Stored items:
###

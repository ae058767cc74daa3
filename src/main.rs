use anyhow::{bail, Result};
use clap::Parser;

use netease_lyrics::client::NeteaseClient;
use netease_lyrics::config::{Config, DEFAULT_ACCEPT_THRESHOLD};
use netease_lyrics::models::{LyricRecord, TrackQuery};
use netease_lyrics::pipeline::{fetch_lyrics, Outcome};

#[derive(Parser)]
#[command(name = "netease-lyrics")]
#[command(about = "Look up song lyrics on Netease Cloud Music by title and artist")]
struct Args {
    /// Song title as tagged in the local file
    title: String,

    /// Artist as tagged in the local file (may include a CV annotation)
    #[arg(default_value = "")]
    artist: String,

    /// Keep parenthesized qualifiers like "(Remix)" as matchable words
    /// instead of stripping the whole group
    #[arg(long)]
    keep_parentheticals: bool,

    /// Score a candidate must strictly exceed to be accepted
    #[arg(long, default_value_t = DEFAULT_ACCEPT_THRESHOLD)]
    threshold: f64,

    /// Candidates requested per search pass
    #[arg(long, default_value_t = 15)]
    limit: u32,

    /// Per-request timeout in seconds
    #[arg(long, default_value_t = 12)]
    timeout: u64,

    /// Log per-candidate scores
    #[arg(short, long)]
    verbose: bool,
}

#[tokio::main]
async fn main() -> Result<()> {
    let args = Args::parse();

    let mut clog = colog::default_builder();
    clog.filter(
        None,
        if args.verbose {
            log::LevelFilter::Debug
        } else {
            log::LevelFilter::Info
        },
    );
    clog.init();

    let config = Config {
        strip_parentheticals: !args.keep_parentheticals,
        accept_threshold: args.threshold,
        search_limit: args.limit,
        timeout_secs: args.timeout,
    };
    let client = NeteaseClient::new(&config)?;
    let query = TrackQuery::new(args.title, args.artist);

    let mut records: Vec<LyricRecord> = Vec::new();
    let outcome = fetch_lyrics(&client, &query, &mut records, &config).await;

    for record in &records {
        println!("=== {} ===", record.source);
        if !record.album.is_empty() {
            println!("album: {}", record.album);
        }
        println!("{}", record.lyric_text);
        println!();
    }

    match outcome {
        Outcome::Added(_) => Ok(()),
        Outcome::EmptyQuery => bail!("title is empty after normalization"),
        Outcome::NoMatch => bail!("no confident match in the catalog"),
        Outcome::NoLyric => bail!("matched a song but it has no lyric text"),
        Outcome::Failed => bail!("lookup failed, see log output"),
    }
}
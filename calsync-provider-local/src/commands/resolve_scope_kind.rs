use anyhow::Result;
use calsync_core::remote::protocol::ResolveScopeKind;
use calsync_core::{RemoteEventStore, ScopeKind};

use super::open_store;

/// Scope ids are classified by the `people` and `others` lists of the
/// store file.
pub async fn handle(cmd: ResolveScopeKind) -> Result<ScopeKind> {
    let local = open_store(&cmd.remote_config)?;
    let kind = local.events.resolve_scope_kind(&cmd.scope_id).await?;
    Ok(kind)
}
//! One calsync-server per user.
//!
//! The lock file also records the port the holder listens on, so a second
//! start can point at the running server.

use std::fs::{self, File, OpenOptions};
use std::io::{Read, Write};
use std::path::{Path, PathBuf};

use anyhow::{Context, Result};
use fs2::FileExt;

/// Holds the lock until dropped
pub struct LockGuard {
    _file: File,
}

fn default_lock_path() -> Result<PathBuf> {
    let base = dirs::runtime_dir()
        .or_else(dirs::cache_dir)
        .context("Could not determine a runtime directory for the server lock")?;

    Ok(base.join("calsync").join("server.lock"))
}

/// Lock the per-user server slot for a server on `port`.
pub fn acquire_lock(port: u16) -> Result<LockGuard> {
    acquire_lock_at(&default_lock_path()?, port)
}

fn acquire_lock_at(path: &Path, port: u16) -> Result<LockGuard> {
    if let Some(dir) = path.parent() {
        fs::create_dir_all(dir).with_context(|| format!("Failed to create {}", dir.display()))?;
    }

    // Not truncated before locking: the holder's port must stay readable
    let mut file = OpenOptions::new()
        .read(true)
        .write(true)
        .create(true)
        .truncate(false)
        .open(path)
        .with_context(|| format!("Failed to open {}", path.display()))?;

    if file.try_lock_exclusive().is_err() {
        let mut holder = String::new();
        let _ = file.read_to_string(&mut holder);
        let running = match holder.trim().parse::<u16>() {
            Ok(port) => format!("calsync-server is already running on http://127.0.0.1:{port}"),
            Err(_) => "calsync-server is already running".to_string(),
        };
        anyhow::bail!("{running}\nIf it is not, remove {}", path.display());
    }

    file.set_len(0)?;
    write!(file, "{port}")?;
    file.flush()?;

    Ok(LockGuard { _file: file })
}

###

**EXERCISE AIM**
Within the data above, filter for lines containing the word "format" and copy each one.

**EXERCISE RESULT**
        fs::create_dir_all(dir).with_context(|| format!("Failed to create {}", dir.display()))?;
        .with_context(|| format!("Failed to open {}", path.display()))?;
            Ok(port) => format!("calsync-server is already running on http://127.0.0.1:{port}"),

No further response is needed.